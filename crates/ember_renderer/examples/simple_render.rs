//! Simple path tracer example.
//!
//! Renders a small scene of spheres in parallel and saves it in PPM format.

use ember_renderer::{
    render_parallel, BvhNode, CancelToken, Camera, Color, Dielectric, Hittable, Lambertian, Material, Metal,
    RenderConfig, Sphere, Vec3,
};
use std::error::Error;
use std::fs::File;
use std::io::BufWriter;
use std::sync::Arc;

fn main() -> Result<(), Box<dyn Error>> {
    env_logger::Builder::from_default_env()
        .filter_level(log::LevelFilter::Info)
        .init();

    println!("Ember Path Tracer - Simple Example");
    println!("==================================");

    // Build the scene
    let start = std::time::Instant::now();
    let world = build_scene()?;
    println!("Scene built in {:?}", start.elapsed());

    // Set up camera
    let mut camera = Camera::new()
        .with_resolution(400, 225)
        .with_position(
            Vec3::new(13.0, 2.0, 3.0), // look_from
            Vec3::new(0.0, 0.0, 0.0),  // look_at
            Vec3::new(0.0, 1.0, 0.0),  // vup
        )
        .with_lens(20.0, 0.6, 10.0);
    camera.initialize()?;

    // Render configuration
    let config = RenderConfig {
        samples_per_pixel: 32,
        max_depth: 10,
        ..Default::default()
    };

    let output = render_parallel(&camera, &world, &config, &CancelToken::new())?;
    println!(
        "Rendered {}/{} buckets",
        output.buckets_done, output.buckets_total
    );

    // Save as PPM
    let filename = "output.ppm";
    output.image.write_ppm(BufWriter::new(File::create(filename)?))?;
    println!("Saved to {}", filename);

    Ok(())
}

fn build_scene() -> Result<BvhNode, Box<dyn Error>> {
    let mut objects: Vec<Box<dyn Hittable>> = Vec::new();

    let ground: Arc<dyn Material> = Arc::new(Lambertian::from_color(Color::new(0.5, 0.5, 0.5)));
    objects.push(Box::new(Sphere::new(Vec3::new(0.0, -1000.0, 0.0), 1000.0, ground)?));

    // Three main spheres
    let glass: Arc<dyn Material> = Arc::new(Dielectric::new(1.5));
    let diffuse: Arc<dyn Material> = Arc::new(Lambertian::from_color(Color::new(0.4, 0.2, 0.1)));
    let metal: Arc<dyn Material> = Arc::new(Metal::from_color(Color::new(0.7, 0.6, 0.5), 0.0));

    objects.push(Box::new(Sphere::new(Vec3::new(0.0, 1.0, 0.0), 1.0, glass)?));
    objects.push(Box::new(Sphere::new(Vec3::new(-4.0, 1.0, 0.0), 1.0, diffuse)?));
    objects.push(Box::new(Sphere::new(Vec3::new(4.0, 1.0, 0.0), 1.0, metal)?));

    // A ring of small spheres
    for i in 0..12 {
        let angle = i as f32 / 12.0 * std::f32::consts::TAU;
        let center = Vec3::new(6.0 * angle.cos(), 0.2, 6.0 * angle.sin());
        let material: Arc<dyn Material> = if i % 2 == 0 {
            Arc::new(Lambertian::from_color(Color::new(0.2 + 0.05 * i as f32, 0.3, 0.6)))
        } else {
            Arc::new(Metal::from_color(Color::splat(0.8), 0.1 * i as f32 / 12.0))
        };
        objects.push(Box::new(Sphere::new(center, 0.2, material)?));
    }

    Ok(BvhNode::new(objects))
}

----------

*Exercise goal*:
An exact, line-for-line copy is required: from the line containing "of small spheres" through the final line of the listing above, both included, with nothing else.

*Answer to the exercise*:
    // A ring of small spheres
    for i in 0..12 {
        let angle = i as f32 / 12.0 * std::f32::consts::TAU;
        let center = Vec3::new(6.0 * angle.cos(), 0.2, 6.0 * angle.sin());
        let material: Arc<dyn Material> = if i % 2 == 0 {
            Arc::new(Lambertian::from_color(Color::new(0.2 + 0.05 * i as f32, 0.3, 0.6)))
        } else {
            Arc::new(Metal::from_color(Color::splat(0.8), 0.1 * i as f32 / 12.0))
        };
        objects.push(Box::new(Sphere::new(center, 0.2, material)?));
    }

    Ok(BvhNode::new(objects))
}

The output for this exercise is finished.